In this study, in-situ experiments and numerical simulations were used to study the heat transfer characteristics of a heat exchange system, a vertical deep-buried U-bend pipe with a buried depth of >2000 m to supply heat to buildings in Xi'an using geothermal energy. The in-situ experimental conditions include a constant inlet temperature and water flow rate in the deep-buried pipe, and the inlet and outlet water temperatures of the buried pipe were measured to obtain the dynamic heat transfer load of the buried pipe under the experimental conditions. Based on the experimental results, a full-scale numerical calculation model combining the heat transfer processes inside and outside the pipe was established and validated.

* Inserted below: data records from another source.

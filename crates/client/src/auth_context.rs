//! Read-only auth surface for views.

use std::sync::Arc;

use chrono::{DateTime, Utc};
use serde::Serialize;

use pubtrack_auth::{
    AccessContext, GuardVerdict, Location, Role, RoleState, RouteDescriptor, RouteGuard, SessionState,
};
use pubtrack_core::SubjectId;

use crate::role_resolver::RoleResolver;
use crate::session_store::SessionStore;

/// Session and role as one consistent value.
#[derive(Debug, Clone, PartialEq, Eq, Serialize)]
pub struct AuthSnapshot {
    #[serde(skip)]
    pub session: SessionState,
    #[serde(skip)]
    pub role: RoleState,
    pub is_authenticated: bool,
    pub role_name: Option<String>,
}

impl AuthSnapshot {
    /// Combine a session with the role resolved for `role_subject`.
    ///
    /// The role only counts when it belongs to the session's subject; a role
    /// still held for a previous subject reads as `Unknown`.
    pub fn new(session: SessionState, role_subject: Option<SubjectId>, role: RoleState) -> Self {
        let role = match session.subject() {
            Some(subject) if role_subject == Some(subject) => role,
            _ => RoleState::Unknown,
        };
        Self {
            is_authenticated: session.is_authenticated(),
            role_name: role.role().map(|r| r.as_str().to_string()),
            session,
            role,
        }
    }

    pub fn is_authenticated(&self) -> bool {
        self.is_authenticated
    }

    /// Session not settled yet, or signed in with the role still unsettled.
    pub fn is_loading(&self) -> bool {
        self.session.is_unknown() || (self.is_authenticated && !self.role.is_settled())
    }

    pub fn role(&self) -> Option<&Role> {
        self.role.role()
    }

    pub fn subject(&self) -> Option<SubjectId> {
        self.session.subject()
    }

    pub fn email(&self) -> Option<&str> {
        self.session.session().and_then(|s| s.email.as_deref())
    }

    pub fn access(&self) -> AccessContext<'_> {
        AccessContext::from_states(&self.session, &self.role)
    }
}

/// Hands out [`AuthSnapshot`]s built from the live stores.
#[derive(Debug, Clone)]
pub struct AuthContext {
    sessions: Arc<SessionStore>,
    roles: Arc<RoleResolver>,
}

impl AuthContext {
    pub fn new(sessions: Arc<SessionStore>, roles: Arc<RoleResolver>) -> Self {
        Self { sessions, roles }
    }

    pub fn use_auth(&self) -> AuthSnapshot {
        let session = self.sessions.state();
        let (role_subject, role) = self.roles.snapshot();
        AuthSnapshot::new(session, role_subject, role)
    }
}

/// Inline guard for a single view, for content that is not in the route table.
#[derive(Debug, Clone, PartialEq, Eq, Default)]
pub struct ProtectedRoute {
    pub requires_auth: bool,
    pub required_role: Option<Role>,
}

impl ProtectedRoute {
    pub fn authenticated() -> Self {
        Self {
            requires_auth: true,
            required_role: None,
        }
    }

    pub fn for_role(role: Role) -> Self {
        Self {
            requires_auth: true,
            required_role: Some(role),
        }
    }

    fn descriptor(&self, location: &Location) -> RouteDescriptor {
        let mut descriptor = RouteDescriptor::title("protected", "Protected").at(location.path());
        if self.requires_auth {
            descriptor = descriptor.requires_auth();
        }
        if let Some(role) = &self.required_role {
            descriptor = descriptor.role(role.clone());
        }
        descriptor
    }

    /// Same decision the route guard would make for a route declared with
    /// these requirements at `location`.
    pub fn check(
        &self,
        guard: &RouteGuard,
        auth: &AuthSnapshot,
        location: &Location,
        now: DateTime<Utc>,
    ) -> GuardVerdict {
        let descriptor = self.descriptor(location);
        guard.evaluate_descriptor(Some(&descriptor), &auth.session, &auth.role, location, now)
    }
}

#[cfg(test)]
mod tests {
    use super::*;
    use pubtrack_auth::{AuthorizationDecision, GuardConfig, GuardState, RouteTable, Session};

    fn authenticated() -> SessionState {
        SessionState::Authenticated(Session {
            subject: SubjectId::new(),
            email: Some("hod@uni.edu".to_string()),
            email_verified: true,
            access_token: "t".to_string(),
            expires_at: None,
        })
    }

    /// A signed-in snapshot whose role was resolved for the same subject.
    fn signed_in(role: RoleState) -> AuthSnapshot {
        let session = authenticated();
        let subject = session.subject();
        AuthSnapshot::new(session, subject, role)
    }

    fn guard() -> RouteGuard {
        RouteGuard::new(RouteTable::standard(), GuardConfig::default())
    }

    #[test]
    fn snapshot_hides_role_without_session() {
        let snapshot = AuthSnapshot::new(
            SessionState::Unauthenticated,
            Some(SubjectId::new()),
            RoleState::Resolved(Role::HOD),
        );
        assert!(!snapshot.is_authenticated());
        assert_eq!(snapshot.role(), None);
        assert!(!snapshot.is_loading());
    }

    #[test]
    fn role_of_another_subject_is_not_reported() {
        let previous = SubjectId::new();
        let snapshot = AuthSnapshot::new(authenticated(), Some(previous), RoleState::Resolved(Role::HOD));

        assert!(snapshot.is_authenticated());
        assert_eq!(snapshot.role(), None);
        assert_eq!(snapshot.role, RoleState::Unknown);
        assert!(snapshot.is_loading());
        assert_eq!(
            ProtectedRoute::for_role(Role::HOD)
                .check(&guard(), &snapshot, &Location::parse("/hod/dashboard").unwrap(), Utc::now())
                .decision,
            AuthorizationDecision::Pending
        );
    }

    #[test]
    fn snapshot_is_loading_until_role_settles() {
        assert!(AuthSnapshot::new(SessionState::Unknown, None, RoleState::Unknown).is_loading());
        assert!(signed_in(RoleState::Loading).is_loading());
        assert!(signed_in(RoleState::Failed).is_loading());

        let settled = signed_in(RoleState::Resolved(Role::HOD));
        assert!(!settled.is_loading());
        assert_eq!(settled.role(), Some(&Role::HOD));
        assert_eq!(settled.email(), Some("hod@uni.edu"));
    }

    #[test]
    fn protected_route_matches_guard_semantics() {
        let guard = guard();
        let now = Utc::now();
        let location = Location::parse("/reports/annual").unwrap();
        let hod_only = ProtectedRoute::for_role(Role::HOD);

        let anonymous = AuthSnapshot::new(SessionState::Unauthenticated, None, RoleState::Unknown);
        let verdict = hod_only.check(&guard, &anonymous, &location, now);
        assert_eq!(verdict.state, GuardState::DeniedUnauthenticated);

        let pending = signed_in(RoleState::Loading);
        assert_eq!(
            hod_only.check(&guard, &pending, &location, now).decision,
            AuthorizationDecision::Pending
        );

        let faculty = signed_in(RoleState::Resolved(Role::FACULTY));
        assert_eq!(
            hod_only.check(&guard, &faculty, &location, now).state,
            GuardState::DeniedWrongRole
        );

        let hod = signed_in(RoleState::Resolved(Role::HOD));
        assert_eq!(
            hod_only.check(&guard, &hod, &location, now).decision,
            AuthorizationDecision::Allow
        );
    }

    #[test]
    fn open_protected_route_admits_anyone() {
        let verdict = ProtectedRoute::default().check(
            &guard(),
            &AuthSnapshot::new(SessionState::Unauthenticated, None, RoleState::Unknown),
            &Location::parse("/about").unwrap(),
            Utc::now(),
        );
        assert_eq!(verdict.decision, AuthorizationDecision::Allow);
    }
}
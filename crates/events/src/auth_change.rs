//! Provider auth notifications and their normalized form.

use chrono::{DateTime, Utc};
use serde::{Deserialize, Serialize};

use pubtrack_auth::Session;
use pubtrack_core::SubjectId;

/// What the identity provider reported.
#[derive(Debug, Clone, Copy, PartialEq, Eq, Hash, Serialize, Deserialize)]
#[serde(rename_all = "SCREAMING_SNAKE_CASE")]
pub enum AuthChangeKind {
    InitialSession,
    SignedIn,
    SignedOut,
    TokenRefreshed,
    UserUpdated,
    PasswordRecovery,
}

/// Raw provider notification.
#[derive(Debug, Clone, PartialEq, Eq, Serialize, Deserialize)]
pub struct AuthChange {
    pub kind: AuthChangeKind,
    pub session: Option<Session>,
}

impl AuthChange {
    pub fn new(kind: AuthChangeKind, session: Option<Session>) -> Self {
        Self { kind, session }
    }

    pub fn signed_in(session: Session) -> Self {
        Self::new(AuthChangeKind::SignedIn, Some(session))
    }

    pub fn signed_out() -> Self {
        Self::new(AuthChangeKind::SignedOut, None)
    }
}

/// The only two things the rest of the client cares about.
#[derive(Debug, Clone, PartialEq, Eq, Serialize, Deserialize)]
#[serde(tag = "state", rename_all = "snake_case")]
pub enum AuthTransition {
    Authenticated(Session),
    Unauthenticated,
}

impl AuthTransition {
    pub fn subject(&self) -> Option<SubjectId> {
        match self {
            AuthTransition::Authenticated(session) => Some(session.subject),
            AuthTransition::Unauthenticated => None,
        }
    }

    pub fn is_authenticated(&self) -> bool {
        matches!(self, AuthTransition::Authenticated(_))
    }
}

/// Map a provider notification to a transition, if it implies one.
///
/// Token refreshes without a session and password-recovery notices never
/// change authentication state.
pub fn normalize(change: &AuthChange, now: DateTime<Utc>) -> Option<AuthTransition> {
    let valid = change.session.as_ref().filter(|s| s.is_valid(now)).cloned();

    match change.kind {
        AuthChangeKind::SignedOut => Some(AuthTransition::Unauthenticated),
        AuthChangeKind::InitialSession | AuthChangeKind::SignedIn | AuthChangeKind::UserUpdated => {
            Some(valid.map_or(AuthTransition::Unauthenticated, AuthTransition::Authenticated))
        }
        AuthChangeKind::TokenRefreshed => match (&change.session, valid) {
            (_, Some(session)) => Some(AuthTransition::Authenticated(session)),
            (None, None) => None,
            (Some(_), None) => Some(AuthTransition::Unauthenticated),
        },
        AuthChangeKind::PasswordRecovery => None,
    }
}

#[cfg(test)]
mod tests {
    use super::*;
    use chrono::Duration;

    fn session(verified: bool) -> Session {
        Session {
            subject: SubjectId::new(),
            email: Some("f@example.edu".to_string()),
            email_verified: verified,
            access_token: "t".to_string(),
            expires_at: Some(Utc::now() + Duration::hours(1)),
        }
    }

    #[test]
    fn sign_out_is_unauthenticated() {
        assert_eq!(
            normalize(&AuthChange::signed_out(), Utc::now()),
            Some(AuthTransition::Unauthenticated)
        );
    }

    #[test]
    fn sign_in_with_valid_session_authenticates() {
        let s = session(true);
        let t = normalize(&AuthChange::signed_in(s.clone()), Utc::now());
        assert_eq!(t, Some(AuthTransition::Authenticated(s)));
    }

    #[test]
    fn unverified_sign_in_is_unauthenticated() {
        let t = normalize(&AuthChange::signed_in(session(false)), Utc::now());
        assert_eq!(t, Some(AuthTransition::Unauthenticated));
    }

    #[test]
    fn initial_session_without_session_is_unauthenticated() {
        let change = AuthChange::new(AuthChangeKind::InitialSession, None);
        assert_eq!(normalize(&change, Utc::now()), Some(AuthTransition::Unauthenticated));
    }

    #[test]
    fn refresh_without_session_is_ignored() {
        let change = AuthChange::new(AuthChangeKind::TokenRefreshed, None);
        assert_eq!(normalize(&change, Utc::now()), None);
    }

    #[test]
    fn refresh_with_session_re_authenticates() {
        let s = session(true);
        let change = AuthChange::new(AuthChangeKind::TokenRefreshed, Some(s.clone()));
        assert_eq!(normalize(&change, Utc::now()), Some(AuthTransition::Authenticated(s)));
    }

    #[test]
    fn password_recovery_is_ignored() {
        let change = AuthChange::new(AuthChangeKind::PasswordRecovery, Some(session(true)));
        assert_eq!(normalize(&change, Utc::now()), None);
    }

    #[test]
    fn expired_session_on_user_update_is_unauthenticated() {
        let s = session(true);
        let later = s.expires_at.unwrap() + Duration::seconds(1);
        let change = AuthChange::new(AuthChangeKind::UserUpdated, Some(s));
        assert_eq!(normalize(&change, later), Some(AuthTransition::Unauthenticated));
    }

    #[test]
    fn kind_uses_provider_wire_names() {
        let json = serde_json::to_string(&AuthChangeKind::TokenRefreshed).unwrap();
        assert_eq!(json, "\"TOKEN_REFRESHED\"");
    }
}
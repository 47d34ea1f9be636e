use std::env;
use std::time::Duration;

use anyhow::{Context, Result};
use dotenvy::dotenv;
use url::Url;

use pubtrack_auth::{GuardConfig, default_recovery_window};
use pubtrack_observability::LogConfig;
use pubtrack_publications::DEFAULT_DOCUMENT_BUCKET;

pub const DEFAULT_ROLE_LOOKUP_TIMEOUT: Duration = Duration::from_secs(10);

/// Client configuration loaded from environment variables
#[derive(Debug, Clone, PartialEq, Eq)]
pub struct ClientConfig {
    pub backend_url: Url,
    pub anon_key: String,
    /// Public origin of the application; password-reset links point here.
    pub site_url: Url,
    pub sign_in_path: String,
    pub landing_path: String,
    pub recovery_window: chrono::Duration,
    pub role_lookup_timeout: Duration,
    pub document_bucket: String,
    pub log: LogConfig,
}

impl Default for ClientConfig {
    fn default() -> Self {
        let guard = GuardConfig::default();
        Self {
            backend_url: Url::parse("http://localhost:54321/").expect("valid literal URL"),
            anon_key: String::new(),
            site_url: Url::parse("http://localhost:3000/").expect("valid literal URL"),
            sign_in_path: guard.sign_in_path,
            landing_path: guard.landing_path,
            recovery_window: default_recovery_window(),
            role_lookup_timeout: DEFAULT_ROLE_LOOKUP_TIMEOUT,
            document_bucket: DEFAULT_DOCUMENT_BUCKET.to_string(),
            log: LogConfig::default(),
        }
    }
}

impl ClientConfig {
    /// Load configuration from environment variables
    pub fn from_env() -> Result<Self> {
        // Load .env file if present (development)
        let _ = dotenv();
        Self::from_lookup(|key| env::var(key).ok())
    }

    /// Build from any key/value source. Unset keys keep their defaults.
    pub fn from_lookup(get: impl Fn(&str) -> Option<String>) -> Result<Self> {
        let defaults = Self::default();

        let backend_url = match get("PUBTRACK_BACKEND_URL") {
            Some(raw) => Url::parse(&raw).context("PUBTRACK_BACKEND_URL must be a valid URL")?,
            None => defaults.backend_url,
        };
        let site_url = match get("PUBTRACK_SITE_URL") {
            Some(raw) => Url::parse(&raw).context("PUBTRACK_SITE_URL must be a valid URL")?,
            None => defaults.site_url,
        };
        let recovery_window = match get("PUBTRACK_RECOVERY_WINDOW_SECS") {
            Some(raw) => chrono::Duration::seconds(
                raw.parse()
                    .context("PUBTRACK_RECOVERY_WINDOW_SECS must be a number of seconds")?,
            ),
            None => defaults.recovery_window,
        };
        let role_lookup_timeout = match get("PUBTRACK_ROLE_LOOKUP_TIMEOUT_SECS") {
            Some(raw) => Duration::from_secs(
                raw.parse()
                    .context("PUBTRACK_ROLE_LOOKUP_TIMEOUT_SECS must be a number of seconds")?,
            ),
            None => defaults.role_lookup_timeout,
        };
        let json = match get("PUBTRACK_LOG_JSON") {
            Some(raw) => parse_flag(&raw).context("PUBTRACK_LOG_JSON must be true or false")?,
            None => defaults.log.json,
        };

        let config = Self {
            backend_url,
            anon_key: get("PUBTRACK_ANON_KEY").unwrap_or(defaults.anon_key),
            site_url,
            sign_in_path: get("PUBTRACK_SIGN_IN_PATH").unwrap_or(defaults.sign_in_path),
            landing_path: get("PUBTRACK_LANDING_PATH").unwrap_or(defaults.landing_path),
            recovery_window,
            role_lookup_timeout,
            document_bucket: get("PUBTRACK_DOCUMENT_BUCKET").unwrap_or(defaults.document_bucket),
            log: LogConfig {
                json,
                ..defaults.log
            },
        };

        anyhow::ensure!(
            config.sign_in_path.starts_with('/') && config.landing_path.starts_with('/'),
            "PUBTRACK_SIGN_IN_PATH and PUBTRACK_LANDING_PATH must be absolute paths"
        );
        Ok(config)
    }

    pub fn guard_config(&self) -> GuardConfig {
        GuardConfig {
            sign_in_path: self.sign_in_path.clone(),
            landing_path: self.landing_path.clone(),
            recovery_window: self.recovery_window,
        }
    }
}

fn parse_flag(raw: &str) -> Option<bool> {
    match raw.trim().to_ascii_lowercase().as_str() {
        "1" | "true" | "yes" | "on" => Some(true),
        "0" | "false" | "no" | "off" => Some(false),
        _ => None,
    }
}
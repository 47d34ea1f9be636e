//! Synchronous callback registry.
//!
//! Listeners are invoked on the publishing thread, in registration order.
//! The registry lock is not held while callbacks run, so a callback may
//! subscribe or unsubscribe without deadlocking.

use std::sync::atomic::{AtomicU64, Ordering};
use std::sync::{Arc, Mutex, Weak};

type Callback<T> = Arc<dyn Fn(&T) + Send + Sync>;
type Slots<T> = Mutex<Vec<(u64, Callback<T>)>>;

pub struct Listeners<T> {
    slots: Arc<Slots<T>>,
    next_id: AtomicU64,
}

impl<T> Listeners<T> {
    pub fn new() -> Self {
        Self::default()
    }

    /// Register `callback`. It stays registered until the returned handle
    /// is dropped or [`ListenerHandle::unsubscribe`] is called.
    #[must_use = "dropping the handle unsubscribes immediately"]
    pub fn subscribe<F>(&self, callback: F) -> ListenerHandle
    where
        F: Fn(&T) + Send + Sync + 'static,
        T: 'static,
    {
        let id = self.next_id.fetch_add(1, Ordering::Relaxed);
        if let Ok(mut slots) = self.slots.lock() {
            slots.push((id, Arc::new(callback)));
        }

        let weak: Weak<Slots<T>> = Arc::downgrade(&self.slots);
        ListenerHandle {
            release: Some(Box::new(move || {
                if let Some(slots) = weak.upgrade() {
                    if let Ok(mut slots) = slots.lock() {
                        slots.retain(|(slot_id, _)| *slot_id != id);
                    }
                }
            })),
        }
    }

    /// Invoke every registered callback with `value`.
    pub fn notify(&self, value: &T) {
        let snapshot: Vec<Callback<T>> = match self.slots.lock() {
            Ok(slots) => slots.iter().map(|(_, cb)| Arc::clone(cb)).collect(),
            Err(_) => return,
        };
        for callback in snapshot {
            callback(value);
        }
    }

    pub fn len(&self) -> usize {
        self.slots.lock().map(|slots| slots.len()).unwrap_or(0)
    }

    pub fn is_empty(&self) -> bool {
        self.len() == 0
    }

    /// Drop every registration. Outstanding handles become no-ops.
    pub fn clear(&self) {
        if let Ok(mut slots) = self.slots.lock() {
            slots.clear();
        }
    }
}

impl<T> Default for Listeners<T> {
    fn default() -> Self {
        Self {
            slots: Arc::new(Mutex::new(Vec::new())),
            next_id: AtomicU64::new(0),
        }
    }
}

impl<T> core::fmt::Debug for Listeners<T> {
    fn fmt(&self, f: &mut core::fmt::Formatter<'_>) -> core::fmt::Result {
        f.debug_struct("Listeners").field("len", &self.len()).finish()
    }
}

/// Keeps a listener registered. Unsubscribes on drop.
#[must_use = "dropping the handle unsubscribes immediately"]
pub struct ListenerHandle {
    release: Option<Box<dyn FnOnce() + Send + Sync>>,
}

impl ListenerHandle {
    /// A handle that is not attached to anything.
    pub fn detached() -> Self {
        Self { release: None }
    }

    /// Wrap an arbitrary release action, e.g. an external provider's
    /// unsubscribe call.
    pub fn from_fn<F>(release: F) -> Self
    where
        F: FnOnce() + Send + Sync + 'static,
    {
        Self {
            release: Some(Box::new(release)),
        }
    }

    pub fn unsubscribe(mut self) {
        self.release_now();
    }

    /// Keep the registration alive for the life of the registry.
    pub fn forget(mut self) {
        self.release = None;
    }

    fn release_now(&mut self) {
        if let Some(release) = self.release.take() {
            release();
        }
    }
}

impl Drop for ListenerHandle {
    fn drop(&mut self) {
        self.release_now();
    }
}

impl core::fmt::Debug for ListenerHandle {
    fn fmt(&self, f: &mut core::fmt::Formatter<'_>) -> core::fmt::Result {
        f.debug_struct("ListenerHandle")
            .field("attached", &self.release.is_some())
            .finish()
    }
}

#[cfg(test)]
mod tests {
    use super::*;

    #[test]
    fn callbacks_run_in_registration_order() {
        let listeners = Listeners::<u32>::new();
        let seen = Arc::new(Mutex::new(Vec::new()));

        let first = {
            let seen = Arc::clone(&seen);
            listeners.subscribe(move |v| seen.lock().unwrap().push(("first", *v)))
        };
        let second = {
            let seen = Arc::clone(&seen);
            listeners.subscribe(move |v| seen.lock().unwrap().push(("second", *v)))
        };

        listeners.notify(&3);

        assert_eq!(*seen.lock().unwrap(), vec![("first", 3), ("second", 3)]);
        drop((first, second));
    }

    #[test]
    fn dropping_handle_unsubscribes() {
        let listeners = Listeners::<()>::new();
        let hits = Arc::new(AtomicU64::new(0));

        let handle = {
            let hits = Arc::clone(&hits);
            listeners.subscribe(move |_| {
                hits.fetch_add(1, Ordering::SeqCst);
            })
        };
        listeners.notify(&());
        drop(handle);
        listeners.notify(&());

        assert_eq!(hits.load(Ordering::SeqCst), 1);
        assert!(listeners.is_empty());
    }

    #[test]
    fn explicit_unsubscribe_only_removes_its_own_slot() {
        let listeners = Listeners::<()>::new();
        let a = listeners.subscribe(|_| {});
        let b = listeners.subscribe(|_| {});

        a.unsubscribe();

        assert_eq!(listeners.len(), 1);
        drop(b);
    }

    #[test]
    fn handle_outliving_registry_is_harmless() {
        let listeners = Listeners::<()>::new();
        let handle = listeners.subscribe(|_| {});
        drop(listeners);
        drop(handle);
    }

    #[test]
    fn callback_may_subscribe_while_notified() {
        let listeners = Arc::new(Listeners::<()>::new());
        let inner = Arc::clone(&listeners);
        let handle = listeners.subscribe(move |_| inner.subscribe(|_| {}).forget());

        listeners.notify(&());

        assert_eq!(listeners.len(), 2);
        drop(handle);
    }

    #[test]
    fn from_fn_runs_release_once() {
        let hits = Arc::new(AtomicU64::new(0));
        let handle = {
            let hits = Arc::clone(&hits);
            ListenerHandle::from_fn(move || {
                hits.fetch_add(1, Ordering::SeqCst);
            })
        };
        handle.unsubscribe();
        assert_eq!(hits.load(Ordering::SeqCst), 1);
    }
}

Based on the model, the effects of water flow rate and running time of the system on the heat transfer capacity of the buried pipe were calculated and analyzed under the practical conditions of nonuniformity from the top to the bottom by considering the ground temperature and structure of rock and soil. The thermal effect radius and linear meter heat transfer of the buried pipe were also analyzed.

Suggested Citation

  • Li, Chao & Guan, Yanling & Wang, Xing & Li, Gaopeng & Zhou, Cong & Xun, Yingjiu, 2018. "Experimental and numerical studies on heat transfer characteristics of vertical deep-buried U-bend pipe to supply heat in buildings with geothermal energy," Energy, Elsevier, vol. 142(C), pages 689-701.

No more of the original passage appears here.